Training for a Science-Smart Workforce


Innovative businesses need savvy employees, people who know science and understand commerce, people like Bill Becker and Akihide Takagi. They are taking advantage of OSU’s Professional Science Master’s Program, which fills a labor-pool need, combining business courses with science and providing students with new career choices.

Becker, 48, is on leave from the Oregon Department of Environmental Quality. “What I really want to do is get into management, get more involved at the organizational level,” he says. “But I’m a scientist. I don’t have much experience in business. I needed a non-thesis program with internship possibilities. This program fit me from the get-go.”

In 2005, Takagi, 26, was one of the PSM program’s first six graduates. He had received his bachelor’s in microbiology from OSU in 2003 and wanted to work in biotechnology. “Development of new therapeutics and diagnostic techniques requires people to have both science and business,” he says. Takagi started work in April as a medical representative for Otsuka Pharmaceuticals in Japan.

Begun in 2001 with a $400,000 Alfred P. Sloan Foundation grant, the program has 22 students working in four tracks: botany, environmental science, biotechnology and physics. They combine technical work with classes in research ethics, business management and communication. And they are a diverse group, coming from Asia, Africa and throughout the United States.

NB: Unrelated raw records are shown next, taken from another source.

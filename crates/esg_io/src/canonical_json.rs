//! Canonical JSON utilities (esg_io)
//! - Objects: keys sorted lexicographically (UTF-8 codepoint order)
//! - Arrays: order preserved (caller is responsible for stable ordering)
//! - Output: compact (no extra spaces, no trailing newline)
//! - Atomic write: temp file in same dir + fsync(temp) + rename; fsync(dir) on Unix
//! - Fallback: if rename fails (e.g., cross-device), write directly to target,
//!   fsync(target), then remove temp, fsync(dir).

#![allow(clippy::needless_borrow)]

use std::fs::{self, File, OpenOptions};
use std::io::{self, Write};
use std::path::{Path, PathBuf};

#[cfg(feature = "serde")]
use serde_json::Value;

#[cfg(feature = "serde")]
/// Convert a serde_json `Value` to canonical JSON bytes (compact, no trailing newline).
pub fn to_canonical_json_bytes(v: &Value) -> Vec<u8> {
    let mut out = Vec::with_capacity(1024);
    write_canonical_value(v, &mut out);
    out
}

#[cfg(feature = "serde")]
/// Serialize any `Serialize` value to canonical JSON bytes, going through
/// `serde_json::Value` so struct field order never leaks into the hash.
pub fn to_canonical_bytes<T: serde::Serialize>(value: &T) -> Result<Vec<u8>, crate::IoError> {
    let v = serde_json::to_value(value)?;
    Ok(to_canonical_json_bytes(&v))
}

#[cfg(feature = "serde")]
/// Write canonical JSON to `path` atomically (with safe cross-device fallback).
pub fn write_canonical_file(path: &Path, v: &Value) -> io::Result<()> {
    let bytes = to_canonical_json_bytes(v);

    // Ensure parent directory exists.
    let parent = path
        .parent()
        .ok_or_else(|| io::Error::new(io::ErrorKind::InvalidInput, "path has no parent"))?;
    fs::create_dir_all(parent)?;

    // Create a unique temp next to the destination (same directory).
    let tmp = make_unique_tmp_path(path);
    let mut tf = OpenOptions::new()
        .write(true)
        .create_new(true) // avoid clobbering another writer's temp
        .open(&tmp)?;

    // Write and fsync the temp file.
    tf.write_all(&bytes)?;
    tf.sync_all()?;
    drop(tf);

    // Try atomic rename first.
    match fs::rename(&tmp, path) {
        Ok(()) => {
            // On Unix, also fsync the directory to persist the rename.
            let _ = fsync_dir(parent);
            Ok(())
        }
        Err(_e) => {
            // Fallback: write directly to the target (handles cross-device cases).
            let res: io::Result<()> = (|| {
                let mut f = OpenOptions::new()
                    .write(true)
                    .create(true)
                    .truncate(true)
                    .open(path)?;
                f.write_all(&bytes)?;
                f.sync_all()?;
                Ok(())
            })();

            if let Err(err) = res {
                let _ = fs::remove_file(&tmp); // best-effort cleanup on error
                return Err(err);
            }

            // Best-effort cleanup of the temp file on success.
            let _ = fs::remove_file(&tmp);

            // On Unix, fsync the directory as well.
            let _ = fsync_dir(parent);
            Ok(())
        }
    }
}

#[cfg(not(feature = "serde"))]
#[inline]
pub fn write_canonical_file(_path: &Path, _v: &()) -> io::Result<()> {
    Err(io::Error::new(
        io::ErrorKind::Unsupported,
        "serde feature disabled for esg_io:canonical_json",
    ))
}

#[cfg(feature = "serde")]
fn write_canonical_value(v: &Value, out: &mut Vec<u8>) {
    match v {
        Value::Null => out.extend_from_slice(b"null"),
        Value::Bool(b) => {
            if *b {
                out.extend_from_slice(b"true");
            } else {
                out.extend_from_slice(b"false");
            }
        }
        Value::Number(n) => out.extend_from_slice(n.to_string().as_bytes()),
        Value::String(s) => {
            // Use serde_json to produce a correctly escaped JSON string literal.
            let quoted = serde_json::to_string(s).expect("string serialization cannot fail");
            out.extend_from_slice(quoted.as_bytes());
        }
        Value::Array(arr) => {
            out.push(b'[');
            let mut first = true;
            for elem in arr {
                if !first {
                    out.push(b',');
                }
                first = false;
                write_canonical_value(elem, out);
            }
            out.push(b']');
        }
        Value::Object(map) => {
            out.push(b'{');
            // Collect & sort keys lexicographically.
            let mut keys: Vec<&str> = map.keys().map(|k| k.as_str()).collect();
            keys.sort_unstable();
            let mut first = true;
            for k in keys {
                if !first {
                    out.push(b',');
                }
                first = false;
                // Key
                let quoted_key = serde_json::to_string(k).expect("key serialization cannot fail");
                out.extend_from_slice(quoted_key.as_bytes());
                out.push(b':');
                // Value
                write_canonical_value(&map[k], out);
            }
            out.push(b'}');
        }
    }
}

/// Create a unique temp path next to `target`: "<filename>.<pid>.<counter>.tmp"
fn make_unique_tmp_path(target: &Path) -> PathBuf {
    use std::ffi::OsString;
    use std::sync::atomic::{AtomicU64, Ordering};

    static COUNTER: AtomicU64 = AtomicU64::new(0);

    let pid = std::process::id();
    let n = COUNTER.fetch_add(1, Ordering::Relaxed);

    let fname = target
        .file_name()
        .and_then(|s| s.to_str())
        .unwrap_or("file");

    let tmp_name: OsString = OsString::from(format!("{fname}.{pid}.{n}.tmp"));

    match target.parent() {
        Some(dir) => dir.join(tmp_name),
        None => PathBuf::from(tmp_name),
    }
}

/// Fsync the directory containing the file (Unix only). No-op on other platforms.
#[cfg(unix)]
fn fsync_dir(dir: &Path) -> io::Result<()> {
    // Portable approach: open the directory for reading and sync it.
    let df = OpenOptions::new().read(true).open(dir)?;
    df.sync_all()
}

#[cfg(not(unix))]
#[inline]
fn fsync_dir(_dir: &Path) -> io::Result<()> {
    Ok(())
}

#[cfg(test)]
#[cfg(feature = "serde")]
mod tests {
    use super::*;
    use serde_json::json;

    #[test]
    fn objects_are_sorted_arrays_preserved() {
        let v = json!({
            "b": 1,
            "a": { "y": 1, "x": 2 },
            "arr": [ {"k":2,"j":1}, 3, "z" ]
        });
        let s = String::from_utf8(to_canonical_json_bytes(&v)).unwrap();
        assert_eq!(
            s,
            r#"{"a":{"x":2,"y":1},"arr":[{"j":1,"k":2},3,"z"],"b":1}"#
        );
    }

    #[test]
    fn no_trailing_newline() {
        let v = json!({"a":1});
        let bytes = to_canonical_json_bytes(&v);
        assert!(!bytes.ends_with(b"\n"), "must not end with newline");
    }
}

Ursula Bechert manages the program in the colleges of Science and Agricultural Sciences and says that students work in teams on case studies with off-campus organizations. “Industry would love to see some of our graduates enter into their workforce because they can serve as liaisons between the scientific and business communities, understand basic marketing concepts and communicate with customers on a more realistic level,” she says.